Bullet Train (2022, dir. David Leitch)

Multiple gangsters and assassins with varying motives are aboard the same shinkansen. Too-pleased-with-itself slapstick thriller, adapted from the novel Maria Beetle by Kotaro Isaka. Some early stuff works, but there’s little control over the premise, so it falls apart despite committed work from star Brad Pitt and others. A hack approach to Japan doesn’t help.

Here’s the trailer.

The Yakuza (1974, dir. Sydney Pollack)

A former detective returns to Japan from the US: an old friend’s daughter under threat. Neither quite a neo-noir, an action thriller or a study of overseas crime syndicates, The Yakuza tries to be all three with variable results. Slow, but interesting, with flashes of a darker, better, and more violent film lurking.

Here’s the trailer.

Manhunt (2017, dir. John Woo)

A framed lawyer and a maverick cop team up to expose a medical conspiracy. John Woo blends Hong Kong heroic bloodshed with his SF-underscored US actioners in this enjoyably overwrought chase movie. Guns, trials bikes and doves all present and correct.

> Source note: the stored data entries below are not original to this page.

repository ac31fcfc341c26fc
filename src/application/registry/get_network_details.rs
//! Get Network Details

use crate::domain::models::network::{NetworkId, NetworkRecord, TenantId};
use crate::shared::errors::RegistryError;

use super::{resolve, NetworkRegistry};

impl NetworkRegistry {
    /// Look up a single network
    ///
    /// # Errors
    ///
    /// Returns `RegistryError::NetworkNotFound` if the id is unknown.
    pub async fn get_network_details(
        &self,
        tenant_id: &TenantId,
        network_id: &NetworkId,
    ) -> Result<NetworkRecord, RegistryError> {
        tracing::debug!(tenant_id = %tenant_id, network_id = %network_id, "Getting network details");

        let networks = self.networks.lock().await;
        resolve(&networks, network_id).cloned()
    }
}

#[cfg(test)]
mod tests {
    use super::super::test_support::{network_data, permissive_driver, registry, tenant};
    use crate::domain::models::network::{NetworkId, TenantId};
    use crate::shared::errors::RegistryError;

    #[tokio::test]
    async fn should_return_record_when_found() {
        let registry = registry(permissive_driver());
        registry
            .create_network(&tenant(), network_data("net-1", "web", 100))
            .await
            .unwrap();

        let record = registry
            .get_network_details(&tenant(), &NetworkId::new("net-1"))
            .await
            .unwrap();

        assert_eq!(record.network_id().as_str(), "net-1");
        assert_eq!(record.name(), "web");
        assert_eq!(record.vlan_id().get(), 100);
    }

    #[tokio::test]
    async fn should_ignore_tenant_when_resolving() {
        let registry = registry(permissive_driver());
        registry
            .create_network(&tenant(), network_data("net-1", "web", 100))
            .await
            .unwrap();

        let record = registry
            .get_network_details(&TenantId::new("tenant-b"), &NetworkId::new("net-1"))
            .await
            .unwrap();

        assert_eq!(record.name(), "web");
    }

    #[tokio::test]
    async fn should_return_not_found_when_network_does_not_exist() {
        let registry = registry(permissive_driver());

        let result = registry
            .get_network_details(&tenant(), &NetworkId::new("net-404"))
            .await;

        assert!(matches!(
            result,
            Err(RegistryError::NetworkNotFound { ref network_id }) if network_id == "net-404"
        ));
    }
}
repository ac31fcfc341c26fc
//! Driving Adapters
//!
//! Entry points that drive the application:
//! - HTTP REST API handlers
//! - DTOs for request/response

pub mod api_rest;
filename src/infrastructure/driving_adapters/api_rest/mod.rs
//! REST API Module
//!
//! Contains HTTP handlers, DTOs, and middleware for the REST API.

pub mod dto;
pub mod handlers;
pub mod middleware;

use std::sync::Arc;

use axum::Router;
use tower_http::cors::{Any, CorsLayer};
use tower_http::trace::TraceLayer;

use crate::application::NetworkRegistry;
use crate::infrastructure::driven_adapters::config::AppConfig;

/// Application state shared across all handlers
#[derive(Clone)]
pub struct AppState {
    pub config: Arc<AppConfig>,
    pub registry: Arc<NetworkRegistry>,
}

/// Build the complete HTTP application
pub fn app(state: AppState) -> Router {
    Router::new()
        .nest("/tenants/{tenant_id}/networks", handlers::router())
        .layer(axum::middleware::from_fn(middleware::request_id::request_id_middleware))
        .layer(TraceLayer::new_for_http())
        .layer(
            CorsLayer::new()
                .allow_origin(Any)
                .allow_methods(Any)
                .allow_headers(Any),
        )
        .with_state(state)
}
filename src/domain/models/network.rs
//! Network Domain Model
//!
//! A logical network bound to one VLAN on the managed switch.

use std::collections::BTreeMap;

use crate::shared::errors::DomainError;

/// Lowest usable 802.1Q VLAN id
pub const MIN_VLAN_ID: u16 = 1;

/// Highest usable 802.1Q VLAN id (4095 is reserved)
pub const MAX_VLAN_ID: u16 = 4094;

macro_rules! string_id {
    ($(#[$meta:meta])* $name:ident) => {
        $(#[$meta])*
        #[derive(Debug, Clone, PartialEq, Eq, Hash, PartialOrd, Ord)]
        pub struct $name(String);

        impl $name {
            #[must_use]
            pub fn new(value: impl Into<String>) -> Self {
                Self(value.into())
            }

            #[must_use]
            pub fn as_str(&self) -> &str {
                &self.0
            }
        }

        impl std::fmt::Display for $name {
            fn fmt(&self, f: &mut std::fmt::Formatter<'_>) -> std::fmt::Result {
                f.write_str(&self.0)
            }
        }

        impl From<String> for $name {
            fn from(value: String) -> Self {
                Self(value)
            }
        }

        impl From<&str> for $name {
            fn from(value: &str) -> Self {
                Self(value.to_string())
            }
        }
    };
}

string_id!(
    /// Caller-supplied network identifier, unique within the registry
    NetworkId
);

string_id!(
    /// Tenant identifier. Accepted on every operation, never used as a partition key.
    TenantId
);

string_id!(
    /// Port identifier within a network
    PortId
);

/// VLAN identifier on the switch
#[derive(Debug, Clone, Copy, PartialEq, Eq, Hash, PartialOrd, Ord)]
pub struct VlanId(u16);

impl VlanId {
    /// Create a VLAN id, rejecting values outside 1..=4094
    ///
    /// # Errors
    ///
    /// Returns `DomainError::InvalidVlanId` when the value is out of range.
    pub fn new(id: u16) -> Result<Self, DomainError> {
        if (MIN_VLAN_ID..=MAX_VLAN_ID).contains(&id) {
            Ok(Self(id))
        } else {
            Err(DomainError::InvalidVlanId(u32::from(id)))
        }
    }

    #[must_use]
    pub fn get(self) -> u16 {
        self.0
    }
}

impl TryFrom<u32> for VlanId {
    type Error = DomainError;

    fn try_from(value: u32) -> Result<Self, Self::Error> {
        let id = u16::try_from(value).map_err(|_| DomainError::InvalidVlanId(value))?;
        Self::new(id)
    }
}

impl From<VlanId> for u16 {
    fn from(vlan_id: VlanId) -> Self {
        vlan_id.0
    }
}

impl std::fmt::Display for VlanId {
    fn fmt(&self, f: &mut std::fmt::Formatter<'_>) -> std::fmt::Result {
        write!(f, "{}", self.0)
    }
}

/// Administrative state of a port
#[derive(Debug, Clone, Copy, PartialEq, Eq)]
pub enum PortState {
    Active,
    Down,
}

impl PortState {
    #[must_use]
    pub fn as_str(self) -> &'static str {
        match self {
            Self::Active => "ACTIVE",
            Self::Down => "DOWN",
        }
    }
}

impl std::str::FromStr for PortState {
    type Err = DomainError;

    fn from_str(s: &str) -> Result<Self, Self::Err> {
        match s.to_ascii_uppercase().as_str() {
            "ACTIVE" => Ok(Self::Active),
            "DOWN" => Ok(Self::Down),
            other => Err(DomainError::InvalidPortState(other.to_string())),
        }
    }
}

/// Data required to create a new network
#[derive(Debug, Clone)]
pub struct CreateNetworkData {
    pub network_id: NetworkId,
    pub name: String,
    pub vlan_name: String,
    pub vlan_id: VlanId,
}

/// Network record held by the registry
///
/// `network_id`, `vlan_name` and `vlan_id` are fixed at creation. Only the
/// display name changes over the record's lifetime. `ports` is never
/// populated; it keeps the record shape callers expect.
#[derive(Debug, Clone, PartialEq, Eq)]
pub struct NetworkRecord {
    network_id: NetworkId,
    name: String,
    vlan_name: String,
    vlan_id: VlanId,
    ports: BTreeMap<PortId, PortState>,
}

impl NetworkRecord {
    /// Create a record with an empty port mapping
    #[must_use]
    pub fn new(data: CreateNetworkData) -> Self {
        Self {
            network_id: data.network_id,
            name: data.name,
            vlan_name: data.vlan_name,
            vlan_id: data.vlan_id,
            ports: BTreeMap::new(),
        }
    }

    /// Replace the display name
    pub fn rename(&mut self, new_name: impl Into<String>) {
        self.name = new_name.into();
    }

    // Getters

    #[must_use]
    pub fn network_id(&self) -> &NetworkId {
        &self.network_id
    }

    #[must_use]
    pub fn name(&self) -> &str {
        &self.name
    }

    #[must_use]
    pub fn vlan_name(&self) -> &str {
        &self.vlan_name
    }

    #[must_use]
    pub fn vlan_id(&self) -> VlanId {
        self.vlan_id
    }

    #[must_use]
    pub fn ports(&self) -> &BTreeMap<PortId, PortState> {
        &self.ports
    }
}
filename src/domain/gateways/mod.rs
//! Gateway Traits (Ports)
//!
//! Abstract interfaces defining contracts for external dependencies.
//! These are implemented by driven adapters in the infrastructure layer.

pub mod switch_driver;

pub use switch_driver::SwitchDriver;
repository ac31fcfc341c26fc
//! Delete Network
//!
//! Tears the VLAN down on the switch, then drops the record.

use crate::domain::models::network::{NetworkId, NetworkRecord, TenantId};
use crate::shared::errors::RegistryError;

use super::{not_found, resolve, NetworkRegistry};

impl NetworkRegistry {
    /// Delete a network and its VLAN, returning the removed record
    ///
    /// # Errors
    ///
    /// Returns `RegistryError::NetworkNotFound` before any switch interaction
    /// if the id is unknown. Returns `RegistryError::Driver` unchanged if the
    /// switch call fails, in which case the record is kept.
    pub async fn delete_network(
        &self,
        tenant_id: &TenantId,
        network_id: &NetworkId,
    ) -> Result<NetworkRecord, RegistryError> {
        tracing::info!(tenant_id = %tenant_id, network_id = %network_id, "Deleting network");

        let mut networks = self.networks.lock().await;

        let vlan_id = resolve(&networks, network_id)?.vlan_id();

        self.driver
            .delete_vlan(vlan_id, self.switch.address(), self.switch.credentials())
            .await?;

        let removed = networks.remove(network_id).ok_or_else(|| not_found(network_id))?;

        tracing::info!(network_id = %network_id, vlan_id = %vlan_id, "Network deleted");
        Ok(removed)
    }
}
//! Create Network
//!
//! Provisions the VLAN on the switch, then records the network.

use crate::domain::models::network::{CreateNetworkData, NetworkRecord, TenantId};
use crate::shared::errors::RegistryError;

use super::NetworkRegistry;

impl NetworkRegistry {
    /// Create a network backed by a new VLAN
    ///
    /// An existing record with the same id is replaced. The VLAN it pointed
    /// at is left on the switch.
    ///
    /// # Errors
    ///
    /// Returns `RegistryError::Driver` unchanged if the switch call fails; the
    /// table is not touched in that case.
    pub async fn create_network(
        &self,
        tenant_id: &TenantId,
        data: CreateNetworkData,
    ) -> Result<NetworkRecord, RegistryError> {
        tracing::info!(
            tenant_id = %tenant_id,
            network_id = %data.network_id,
            vlan_id = %data.vlan_id,
            vlan_name = %data.vlan_name,
            "Creating network"
        );

        let mut networks = self.networks.lock().await;

        self.driver
            .create_vlan(
                &data.vlan_name,
                data.vlan_id,
                self.switch.address(),
                self.switch.credentials(),
                self.switch.port(),
            )
            .await?;

        let record = NetworkRecord::new(data);
        if let Some(previous) = networks.insert(record.network_id().clone(), record.clone()) {
            tracing::debug!(
                network_id = %previous.network_id(),
                previous_vlan_id = %previous.vlan_id(),
                "Replaced existing network record"
            );
        }

        tracing::info!(network_id = %record.network_id(), vlan_id = %record.vlan_id(), "Network created");
        Ok(record)
    }
}
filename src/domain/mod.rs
//! Domain Layer
//!
//! Contains the core domain models and gateway traits (ports).
//! This layer has no dependencies on infrastructure.

pub mod gateways;
pub mod models;

pub use gateways::switch_driver::SwitchDriver;
pub use models::network::{CreateNetworkData, NetworkId, NetworkRecord, PortId, PortState, TenantId, VlanId};
pub use models::switch::{SwitchCredentials, SwitchEndpoint};
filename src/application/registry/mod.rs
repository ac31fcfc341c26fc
//! Network Registry
//!
//! Owns the network-id → record table and keeps it in step with the switch.
//! Each operation lives in its own submodule as an `impl NetworkRegistry`
//! block.
//!
//! Every operation holds the table lock for its full duration, including the
//! awaited driver call, so check, switch change and table mutation form one
//! unit with respect to other callers.

mod create_network;
mod delete_network;
mod get_network_details;
mod list_networks;
mod ports;
mod rename_network;

use std::collections::HashMap;
use std::sync::Arc;

use tokio::sync::Mutex;

use crate::domain::gateways::SwitchDriver;
use crate::domain::models::network::{NetworkId, NetworkRecord};
use crate::domain::models::switch::SwitchEndpoint;
use crate::shared::errors::RegistryError;

type NetworkTable = HashMap<NetworkId, NetworkRecord>;

/// Registry of networks provisioned on a single managed switch
pub struct NetworkRegistry {
    driver: Arc<dyn SwitchDriver>,
    switch: SwitchEndpoint,
    networks: Mutex<NetworkTable>,
}

impl NetworkRegistry {
    /// Create an empty registry bound to one switch
    #[must_use]
    pub fn new(driver: Arc<dyn SwitchDriver>, switch: SwitchEndpoint) -> Self {
        Self {
            driver,
            switch,
            networks: Mutex::new(HashMap::new()),
        }
    }

    /// The switch this registry provisions VLANs on
    #[must_use]
    pub fn switch(&self) -> &SwitchEndpoint {
        &self.switch
    }
}

fn not_found(network_id: &NetworkId) -> RegistryError {
    tracing::warn!(network_id = %network_id, "Network not found");
    RegistryError::NetworkNotFound {
        network_id: network_id.to_string(),
    }
}

/// Resolve a network by id alone; tenants share one namespace.
fn resolve<'a>(networks: &'a NetworkTable, network_id: &NetworkId) -> Result<&'a NetworkRecord, RegistryError> {
    networks.get(network_id).ok_or_else(|| not_found(network_id))
}

fn resolve_mut<'a>(
    networks: &'a mut NetworkTable,
    network_id: &NetworkId,
) -> Result<&'a mut NetworkRecord, RegistryError> {
    networks.get_mut(network_id).ok_or_else(|| not_found(network_id))
}

#[cfg(test)]
mod test_support {
    use std::sync::Arc;

    use super::NetworkRegistry;
    use crate::domain::gateways::switch_driver::MockSwitchDriver;
    use crate::domain::models::network::{CreateNetworkData, NetworkId, TenantId, VlanId};
    use crate::domain::models::switch::{SwitchCredentials, SwitchEndpoint};

    pub const SWITCH_ADDRESS: &str = "10.0.0.1";
    pub const SWITCH_PORT: &str = "3/23";

    pub fn endpoint() -> SwitchEndpoint {
        SwitchEndpoint::new(SWITCH_ADDRESS, SwitchCredentials::new("admin", "nexus"), SWITCH_PORT)
    }

    pub fn tenant() -> TenantId {
        TenantId::new("tenant-a")
    }

    pub fn registry(driver: MockSwitchDriver) -> NetworkRegistry {
        NetworkRegistry::new(Arc::new(driver), endpoint())
    }

    pub fn network_data(network_id: &str, name: &str, vlan_id: u16) -> CreateNetworkData {
        CreateNetworkData {
            network_id: NetworkId::new(network_id),
            name: name.to_string(),
            vlan_name: format!("vlan{vlan_id}"),
            vlan_id: VlanId::new(vlan_id).unwrap(),
        }
    }

    /// Driver that accepts any number of create and delete calls
    pub fn permissive_driver() -> MockSwitchDriver {
        let mut driver = MockSwitchDriver::new();
        driver.expect_create_vlan().returning(|_, _, _, _, _| Ok(()));
        driver.expect_delete_vlan().returning(|_, _, _| Ok(()));
        driver
    }
}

You Only Live Twice (1967, dir. Lewis Gilbert)

Bond investigates stolen spacecraft so he can avert a nuclear war. Fifth in the franchise and the cracks are starting to show. Connery is jaded, and the Roald Dahl script is awkwardly dated at best. Impressive production design and a couple of neat directorial moments lift some of the tiredness.